(Source data)
---+---

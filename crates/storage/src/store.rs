//! In-memory base-table storage.

use std::collections::BTreeMap;
use vireo_core::{MaintenanceError, Result, Row, RowId, TableDef};

/// Storage for a single base table.
///
/// Rows are keyed by id in a `BTreeMap` so scans are deterministic.
#[derive(Clone, Debug)]
pub struct TableStore {
    def: TableDef,
    rows: BTreeMap<RowId, Row>,
}

impl TableStore {
    /// Creates an empty store for the given table definition.
    pub fn new(def: TableDef) -> Self {
        TableStore {
            def,
            rows: BTreeMap::new(),
        }
    }

    /// Returns the table definition.
    #[inline]
    pub fn def(&self) -> &TableDef {
        &self.def
    }

    /// Returns the table name.
    #[inline]
    pub fn name(&self) -> &str {
        self.def.name()
    }

    /// Inserts a row. The row's column count must match the schema.
    pub fn insert(&mut self, row: Row) -> Result<()> {
        if row.len() != self.def.column_count() {
            return Err(MaintenanceError::invalid_schema(format!(
                "row has {} values but table \"{}\" has {} columns",
                row.len(),
                self.name(),
                self.def.column_count()
            )));
        }
        self.rows.insert(row.id, row);
        Ok(())
    }

    /// Removes a row by id, returning it if present.
    pub fn remove(&mut self, row_id: RowId) -> Option<Row> {
        self.rows.remove(&row_id)
    }

    /// Returns the row with the given id.
    pub fn get(&self, row_id: RowId) -> Option<&Row> {
        self.rows.get(&row_id)
    }

    /// Iterates over all rows in id order.
    pub fn rows(&self) -> impl Iterator<Item = &Row> {
        self.rows.values()
    }

    /// Returns the number of rows.
    #[inline]
    pub fn len(&self) -> usize {
        self.rows.len()
    }

    /// Returns true if the table is empty.
    #[inline]
    pub fn is_empty(&self) -> bool {
        self.rows.is_empty()
    }
}

/// The set of all base tables in a database.
#[derive(Clone, Debug, Default)]
pub struct TableSet {
    tables: BTreeMap<String, TableStore>,
}

impl TableSet {
    /// Creates an empty table set.
    pub fn new() -> Self {
        Self::default()
    }

    /// Creates a new base table.
    pub fn create_table(&mut self, def: TableDef) -> Result<()> {
        let name = def.name().to_string();
        if self.tables.contains_key(&name) {
            return Err(MaintenanceError::invalid_schema(format!(
                "table \"{name}\" already exists"
            )));
        }
        self.tables.insert(name, TableStore::new(def));
        Ok(())
    }

    /// Returns the named table.
    pub fn table(&self, name: &str) -> Result<&TableStore> {
        self.tables
            .get(name)
            .ok_or_else(|| MaintenanceError::table_not_found(name))
    }

    /// Returns the named table mutably.
    pub fn table_mut(&mut self, name: &str) -> Result<&mut TableStore> {
        self.tables
            .get_mut(name)
            .ok_or_else(|| MaintenanceError::table_not_found(name))
    }

    /// Returns true if the named table exists.
    pub fn contains(&self, name: &str) -> bool {
        self.tables.contains_key(name)
    }

    /// Returns the names of all tables.
    pub fn table_names(&self) -> impl Iterator<Item = &str> {
        self.tables.keys().map(|s| s.as_str())
    }
}
//! Session-scoped exclusive view maintenance locks.
//!
//! Each view has one exclusive lock, owned by a session rather than a single
//! statement so it stays held until the transaction ends. Incremental
//! maintenance uses `try_acquire` and fails fast when the lock is taken;
//! full refresh uses `acquire_blocking` and waits for the holder to finish.

use parking_lot::{Condvar, Mutex};
use std::collections::BTreeMap;
use tracing::debug;
use vireo_core::{MaintenanceError, Result};

/// Session identifier used as the lock owner.
pub type SessionId = u64;

#[derive(Debug, Default)]
struct LockTable {
    /// View name to holding session.
    holders: BTreeMap<String, SessionId>,
}

/// Manages the per-view maintenance locks.
#[derive(Debug, Default)]
pub struct ViewLockManager {
    table: Mutex<LockTable>,
    released: Condvar,
}

impl ViewLockManager {
    /// Creates a new lock manager.
    pub fn new() -> Self {
        Self::default()
    }

    /// Acquires the lock on `view` for `session` without waiting.
    ///
    /// Re-acquiring a lock the session already holds succeeds.
    pub fn try_acquire(&self, view: &str, session: SessionId) -> Result<()> {
        let mut table = self.table.lock();
        match table.holders.get(view) {
            Some(&holder) if holder != session => {
                debug!(view, session, holder, "view lock busy");
                Err(MaintenanceError::lock_unavailable(view))
            }
            _ => {
                table.holders.insert(view.to_string(), session);
                Ok(())
            }
        }
    }

    /// Acquires the lock on `view` for `session`, waiting until the current
    /// holder releases it.
    ///
    /// The caller must not hold any table or registry guards while waiting.
    pub fn acquire_blocking(&self, view: &str, session: SessionId) {
        let mut table = self.table.lock();
        loop {
            match table.holders.get(view) {
                Some(&holder) if holder != session => {
                    debug!(view, session, holder, "waiting for view lock");
                    self.released.wait(&mut table);
                }
                _ => {
                    table.holders.insert(view.to_string(), session);
                    return;
                }
            }
        }
    }

    /// Releases every lock held by `session` and wakes any waiters.
    pub fn release_all(&self, session: SessionId) {
        let mut table = self.table.lock();
        let before = table.holders.len();
        table.holders.retain(|_, holder| *holder != session);
        if table.holders.len() != before {
            self.released.notify_all();
        }
    }

    /// Returns true if `session` holds the lock on `view`.
    pub fn holds(&self, view: &str, session: SessionId) -> bool {
        self.table.lock().holders.get(view) == Some(&session)
    }
}

#[cfg(test)]
mod tests {
    use super::*;
    use std::sync::Arc;
    use std::thread;

    #[test]
    fn test_try_acquire_and_reacquire() {
        let locks = ViewLockManager::new();
        locks.try_acquire("v", 1).unwrap();
        locks.try_acquire("v", 1).unwrap();
        assert!(locks.holds("v", 1));
    }

    #[test]
    fn test_try_acquire_fails_fast() {
        let locks = ViewLockManager::new();
        locks.try_acquire("v", 1).unwrap();
        let err = locks.try_acquire("v", 2).unwrap_err();
        assert!(matches!(err, MaintenanceError::LockUnavailable { .. }));
    }

    #[test]
    fn test_distinct_views_independent() {
        let locks = ViewLockManager::new();
        locks.try_acquire("a", 1).unwrap();
        locks.try_acquire("b", 2).unwrap();
        assert!(locks.holds("a", 1));
        assert!(locks.holds("b", 2));
    }

    #[test]
    fn test_release_all_frees_locks() {
        let locks = ViewLockManager::new();
        locks.try_acquire("a", 1).unwrap();
        locks.try_acquire("b", 1).unwrap();
        locks.release_all(1);
        assert!(!locks.holds("a", 1));
        locks.try_acquire("a", 2).unwrap();
    }

    #[test]
    fn test_blocking_acquire_waits_for_release() {
        let locks = Arc::new(ViewLockManager::new());
        locks.try_acquire("v", 1).unwrap();

        let waiter = {
            let locks = Arc::clone(&locks);
            thread::spawn(move || {
                locks.acquire_blocking("v", 2);
                assert!(locks.holds("v", 2));
            })
        };

        thread::sleep(std::time::Duration::from_millis(20));
        locks.release_all(1);
        waiter.join().unwrap();
    }
}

---+---

Every line that contains the string "given" should be returned from the data.

    /// Creates an empty store for the given table definition.
    /// Returns the row with the given id.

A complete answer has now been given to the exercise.